→ **Excerpted data**:
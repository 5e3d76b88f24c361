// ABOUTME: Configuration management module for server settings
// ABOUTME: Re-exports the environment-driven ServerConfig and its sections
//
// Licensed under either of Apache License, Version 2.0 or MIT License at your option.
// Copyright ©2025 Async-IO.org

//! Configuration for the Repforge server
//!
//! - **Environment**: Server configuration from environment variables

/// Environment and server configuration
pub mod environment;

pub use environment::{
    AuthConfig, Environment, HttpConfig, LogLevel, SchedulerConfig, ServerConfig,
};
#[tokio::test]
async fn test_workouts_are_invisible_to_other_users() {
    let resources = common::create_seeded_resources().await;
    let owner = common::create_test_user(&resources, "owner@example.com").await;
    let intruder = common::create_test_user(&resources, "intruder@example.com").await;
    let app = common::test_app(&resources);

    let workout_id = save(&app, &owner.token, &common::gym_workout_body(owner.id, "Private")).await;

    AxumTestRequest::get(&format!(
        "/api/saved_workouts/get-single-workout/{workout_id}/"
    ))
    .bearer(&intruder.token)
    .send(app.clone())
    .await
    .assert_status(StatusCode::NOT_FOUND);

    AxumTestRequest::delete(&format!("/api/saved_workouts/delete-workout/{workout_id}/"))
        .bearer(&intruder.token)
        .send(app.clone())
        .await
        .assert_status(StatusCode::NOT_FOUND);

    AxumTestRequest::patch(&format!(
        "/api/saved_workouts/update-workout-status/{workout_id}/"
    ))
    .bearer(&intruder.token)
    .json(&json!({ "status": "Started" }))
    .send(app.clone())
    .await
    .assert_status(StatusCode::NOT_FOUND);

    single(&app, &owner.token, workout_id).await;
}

→ **Instructions for the task**: Show each line of the records above containing "example".

→ **Response area**:
    let owner = common::create_test_user(&resources, "owner@example.com").await;
    let intruder = common::create_test_user(&resources, "intruder@example.com").await;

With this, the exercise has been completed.